Any hopes that recent wet weather might wash out the memories of last summer's grasshopper plague already have been erased at Larry and Mary Kay Monger's Hightide Ranch.
Already this spring, Mary Kay Monger has seen grasshoppers covering her family's pastures at the foot of Sleeping Giant Mountain. After encountering millions of them last summer, she decided to take proactive steps this year by meeting with neighbors as early as February to discuss how to handle the problem.
"I said to myself, 'I'm not going through another summer like that,'" Monger said. "I'll do whatever I can to get rid of them."
She was one of 20 or so people who volunteered to count grasshoppers and determine their concentration. Checking her own land first this spring, she contacted Colorado State University Cooperative Extension Agent C.J. Mucklow to report that indeed, they were back.

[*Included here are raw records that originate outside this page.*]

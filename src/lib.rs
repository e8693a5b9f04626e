pub use attributes::{AnchorPlacement, Edge, ElementOptions};
pub use controller::*;
pub use detector::*;
pub use document::*;
pub use element::*;
pub use elements::*;
pub use error::*;
pub use menu::*;
pub use observer::*;
pub use options::*;
pub use page::*;
pub use prepare::*;
pub use scroll::*;
pub use selector::{Selector, SelectorError, Subject};
pub use taffy::NodeId;
pub use timing::*;

pub mod attributes;
mod controller;
mod detector;
mod document;
mod element;
mod elements;
mod error;
mod layout;
mod menu;
mod observer;
mod options;
mod page;
mod prepare;
mod scroll;
mod selector;
pub mod testing;
mod timing;
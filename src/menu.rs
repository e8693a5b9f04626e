use log::error;
use taffy::NodeId;

use crate::document::Document;

pub const ACTIVE_CLASS: &str = "active";

#[derive(Debug, Clone, Copy, PartialEq, Eq)]
pub enum PointerEvent {
    Click { target: NodeId },
    TouchStart { target: NodeId },
}

/// Mobile navigation: button toggles menu, click anywhere outside closes it.
#[derive(Debug, Clone, Copy, PartialEq, Eq)]
pub struct NavMenu {
    button: NodeId,
    nav: NodeId,
}

impl NavMenu {
    pub fn bind(document: &impl Document, button: &str, nav: &str) -> Option<Self> {
        let button = match document.query(button) {
            Some(node) => node,
            None => {
                error!("unable to bind menu, button {button} not found");
                return None;
            }
        };
        let nav = match document.query(nav) {
            Some(node) => node,
            None => {
                error!("unable to bind menu, navigation {nav} not found");
                return None;
            }
        };
        Some(Self { button, nav })
    }

    pub fn is_open(&self, document: &impl Document) -> bool {
        document.has_class(self.nav, ACTIVE_CLASS)
    }

    /// Returns true if default action of event must be prevented.
    pub fn handle(&self, document: &mut impl Document, event: PointerEvent) -> bool {
        match event {
            PointerEvent::TouchStart { target } => {
                if document.contains(self.button, target) {
                    document.toggle_class(self.nav, ACTIVE_CLASS);
                    // synthesized click must not toggle menu back
                    return true;
                }
                false
            }
            PointerEvent::Click { target } => {
                if document.contains(self.button, target) {
                    document.toggle_class(self.nav, ACTIVE_CLASS);
                } else if !document.contains(self.nav, target) {
                    document.remove_class(self.nav, ACTIVE_CLASS);
                }
                false
            }
        }
    }
}

#[cfg(test)]
mod tests {
    use super::*;
    use crate::Page;

    const HTML: &str = r##"
        <header>
            <nav id="nav"><button id="btn-mobile"><span class="hamburger"></span></button>
                <ul id="menu"><li><a href="#about">About</a></li></ul>
            </nav>
        </header>
        <main id="content"></main>
    "##;

    #[test]
    pub fn test_button_click_toggles() {
        let (mut page, menu) = setup();
        let hamburger = node(&page, ".hamburger");
        menu.handle(&mut page, PointerEvent::Click { target: hamburger });
        assert!(menu.is_open(&page));
        menu.handle(&mut page, PointerEvent::Click { target: hamburger });
        assert!(!menu.is_open(&page));
    }

    #[test]
    pub fn test_touch_toggles_and_prevents_default() {
        let (mut page, menu) = setup();
        let button = node(&page, "#btn-mobile");
        assert!(menu.handle(&mut page, PointerEvent::TouchStart { target: button }));
        assert!(menu.is_open(&page));
        let content = node(&page, "#content");
        assert!(!menu.handle(&mut page, PointerEvent::TouchStart { target: content }));
        assert!(menu.is_open(&page));
    }

    #[test]
    pub fn test_click_outside_closes() {
        let (mut page, menu) = setup();
        let button = node(&page, "#btn-mobile");
        menu.handle(&mut page, PointerEvent::Click { target: button });
        let link = node(&page, "#menu a");
        menu.handle(&mut page, PointerEvent::Click { target: link });
        assert!(menu.is_open(&page));
        let content = node(&page, "#content");
        menu.handle(&mut page, PointerEvent::Click { target: content });
        assert!(!menu.is_open(&page));
    }

    #[test]
    pub fn test_bind_missing_elements() {
        let page = Page::compile(HTML, [400.0, 800.0]).expect("page compiled");
        assert!(NavMenu::bind(&page, "#btn-desktop", "#nav").is_none());
        assert!(NavMenu::bind(&page, "#btn-mobile", "#sidebar").is_none());
    }

    fn node(page: &Page, selector: &str) -> NodeId {
        page.query(selector).expect("node exists")
    }

    fn setup() -> (Page, NavMenu) {
        let page = Page::compile(HTML, [400.0, 800.0]).expect("page compiled");
        let menu = NavMenu::bind(&page, "#btn-mobile", "#nav").expect("menu bound");
        (page, menu)
    }
}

Mucklow visited Mongers' ranch Thursday morning and counted 360 of the tiny pests in one square yard of dry land. That number is nine times the threshold classified as a severe infestation, clearly justifying the use of insecticides, Mucklow said.
Last year, a grasshopper infestation devastated grazing land, crops and lawns last summer. This year, the potential for infestation is "as bad as last year, if not worse," Mucklow said.
Most of the grasshoppers are "clearwinged," classified Camnula pellucida, Mucklow found, although several other speicies are present. They thrive in hot and dry conditions where their eggs can hatch successfully, so last year's drought was an ideal environment for them.
The tiny grasshoppers showing up now are the offspring of last year's swarm, and the unseasonably warm spring is once again welcoming them, said Dr. Carl Bock, a professor of grassland ecology at the University of Colorado at Boulder.
If allowed to fully mature, it would only take 20 of the infant grasshoppers that Mucklow counted at 360 in a square yard on the Mongers' property to consume all the vegetation in the area they cover, according to the Wyoming Geographic Information Science Center.
To combat the grasshoppers, Mucklow has chosen to use a growth-inhibiting insecticide called diflubenzuron, or more commonly known as Dimilin. Dimilin is considered environmentally sound because of its minimal effects on non-target animals.
The U.S. Department of Agriculture encourages protecting nontarget organisms whenever possible because some nontargets work naturally to keep pest populations in balance.
Dimilin's growth-inhibiting capability makes it different from most insecticides. It prevents the formation of chitin, the substance that makes up a grasshopper's exoskeleton, which can kill the insect when it attempts to molt. Because the grasshoppers here are in the larval stage, Dimilin will prevent their outer casing from maturing with their internal structure, causing them to rupture.
John Worden, a homeowner on Routt County Road 44, isn't taking any chances.
Last year, his grasshopper infestation was so "horrific," his dogs wouldn't go outside, Worden said. The swarm "of Biblical proportions" was so thick that his two boys took turns shooting the grasshoppers with BB guns and were successful in bagging several of them, Worden said. Almost all of the grass on his 40 acres was eaten "to bare dirt."
"The only thing they didn't eat was the weeds," Worden said. "If we could educate them to eat the weeds instead, it would be great."
After seeing thousands of the insects return this year, Worden contacted the CSU Cooperative Extension on Thursday to have his land assessed. Mucklow found Worden's land could justifiably be sprayed with Dimilin.
"It's like little black clouds popping up every step you take," Worden said.
Worden said he wished he had the know-how to make chocolate grasshoppers.
"It's a shame we can't make money off of this," Worden said with a chuckle. "We may be sitting on a gold mine."
Mucklow said in order to spray Dimilin, a high concentration of grasshoppers -- at least 40 per square yard -- must be present in an area of at least 100 acres. Spraying high concentrations of grasshoppers can greatly reduce the overall of impact on vegetation, Mucklow said.
To reduce cost, Dimilin can be sprayed in strips to cover as little as 50 percent of an infested area and still be effective. When mixed with canola oil, the grasshoppers are attracted to it and come in contact with it.
Scott Flower, managing partner of Wolf Run Ranch off Twentymile Road, said he has also been in contact with CSU Cooperative Extension and asked for his land to be sprayed with Dimilin.
The grasshoppers are concentrated in the sunny south-facing slopes on the 2,500-acre ranch, just as they were last year, but in smaller numbers. Last year, Flower spent nearly $3,000 on bait formulas and crop dusting with the insecticide Malathion in attempts to eradicate the insects.
Mucklow said he began planning similar aerial sprays earlier in the week, but has not found large enough concentrations to justify it and put the spraying on hold.
The rural community working together will be key for persevering through another infestation, Mucklow said.
"I don't want to claim or pretend that we're going to stop this infestation," Mucklow said. "This is a natural thing that is too big for us to handle alone. Mother Nature should help with cool weather this weekend. One way or another, it should eventually clear up on its own."